(Stored items)

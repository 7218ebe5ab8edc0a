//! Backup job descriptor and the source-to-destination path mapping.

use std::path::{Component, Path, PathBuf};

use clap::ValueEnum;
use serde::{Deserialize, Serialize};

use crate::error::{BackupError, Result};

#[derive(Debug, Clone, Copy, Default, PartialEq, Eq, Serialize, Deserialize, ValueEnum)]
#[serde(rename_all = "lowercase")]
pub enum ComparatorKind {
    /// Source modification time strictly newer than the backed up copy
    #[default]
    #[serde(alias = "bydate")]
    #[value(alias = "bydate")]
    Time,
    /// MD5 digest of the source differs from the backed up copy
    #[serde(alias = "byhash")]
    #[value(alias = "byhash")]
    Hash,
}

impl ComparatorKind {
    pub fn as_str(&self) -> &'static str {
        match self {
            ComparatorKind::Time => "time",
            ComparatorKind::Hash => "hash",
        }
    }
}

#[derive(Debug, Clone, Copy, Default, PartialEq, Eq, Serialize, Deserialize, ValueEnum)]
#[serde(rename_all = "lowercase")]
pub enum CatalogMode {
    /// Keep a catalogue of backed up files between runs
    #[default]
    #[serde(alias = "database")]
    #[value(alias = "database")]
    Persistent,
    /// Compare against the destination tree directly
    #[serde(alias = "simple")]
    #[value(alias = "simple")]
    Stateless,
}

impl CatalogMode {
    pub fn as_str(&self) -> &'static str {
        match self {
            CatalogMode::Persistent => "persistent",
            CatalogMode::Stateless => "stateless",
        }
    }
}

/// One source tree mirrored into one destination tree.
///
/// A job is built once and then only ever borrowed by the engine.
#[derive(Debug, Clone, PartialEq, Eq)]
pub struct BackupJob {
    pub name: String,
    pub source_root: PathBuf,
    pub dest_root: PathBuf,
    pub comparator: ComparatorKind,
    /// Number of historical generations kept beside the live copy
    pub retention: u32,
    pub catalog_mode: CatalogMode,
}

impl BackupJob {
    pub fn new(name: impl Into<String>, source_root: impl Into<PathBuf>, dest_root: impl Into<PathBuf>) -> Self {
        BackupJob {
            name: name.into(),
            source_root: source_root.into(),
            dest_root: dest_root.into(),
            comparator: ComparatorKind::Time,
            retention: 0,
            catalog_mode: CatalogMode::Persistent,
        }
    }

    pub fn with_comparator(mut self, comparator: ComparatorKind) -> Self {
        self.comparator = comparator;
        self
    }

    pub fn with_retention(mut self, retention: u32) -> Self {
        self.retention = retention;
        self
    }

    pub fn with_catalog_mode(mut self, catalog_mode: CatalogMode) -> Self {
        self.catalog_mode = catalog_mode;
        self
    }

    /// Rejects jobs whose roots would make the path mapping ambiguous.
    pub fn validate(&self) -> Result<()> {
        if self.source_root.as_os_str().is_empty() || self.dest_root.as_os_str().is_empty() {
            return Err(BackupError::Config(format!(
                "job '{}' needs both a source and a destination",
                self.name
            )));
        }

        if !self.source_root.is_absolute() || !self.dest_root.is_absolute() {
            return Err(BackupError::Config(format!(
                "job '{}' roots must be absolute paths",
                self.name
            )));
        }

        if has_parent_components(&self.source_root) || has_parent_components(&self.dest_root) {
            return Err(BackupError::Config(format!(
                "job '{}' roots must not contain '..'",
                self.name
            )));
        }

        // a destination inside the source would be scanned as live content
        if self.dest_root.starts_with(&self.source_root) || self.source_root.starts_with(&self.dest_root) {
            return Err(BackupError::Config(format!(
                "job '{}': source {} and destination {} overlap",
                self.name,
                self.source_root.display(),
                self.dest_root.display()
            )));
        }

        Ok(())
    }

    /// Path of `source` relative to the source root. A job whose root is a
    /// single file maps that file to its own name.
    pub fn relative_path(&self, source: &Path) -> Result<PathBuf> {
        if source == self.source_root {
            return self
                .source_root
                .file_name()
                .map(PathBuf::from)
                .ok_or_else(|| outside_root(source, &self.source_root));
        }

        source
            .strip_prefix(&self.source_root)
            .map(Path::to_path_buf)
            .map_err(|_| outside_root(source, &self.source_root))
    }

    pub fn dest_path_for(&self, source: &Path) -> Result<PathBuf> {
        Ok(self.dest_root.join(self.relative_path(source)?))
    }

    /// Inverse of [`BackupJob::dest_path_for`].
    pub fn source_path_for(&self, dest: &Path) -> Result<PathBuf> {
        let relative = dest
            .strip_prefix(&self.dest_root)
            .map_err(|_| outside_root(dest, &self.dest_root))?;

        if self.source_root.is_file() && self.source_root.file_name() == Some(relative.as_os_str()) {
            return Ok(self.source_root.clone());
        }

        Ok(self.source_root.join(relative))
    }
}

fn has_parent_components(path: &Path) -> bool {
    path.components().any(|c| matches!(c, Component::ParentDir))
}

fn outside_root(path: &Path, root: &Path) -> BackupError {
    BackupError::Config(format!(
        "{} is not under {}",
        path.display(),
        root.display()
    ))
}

• _Exercise goal_: The answer is a single number: how many lines in the data above hold the string "Stateless".

• _Completed task_: 2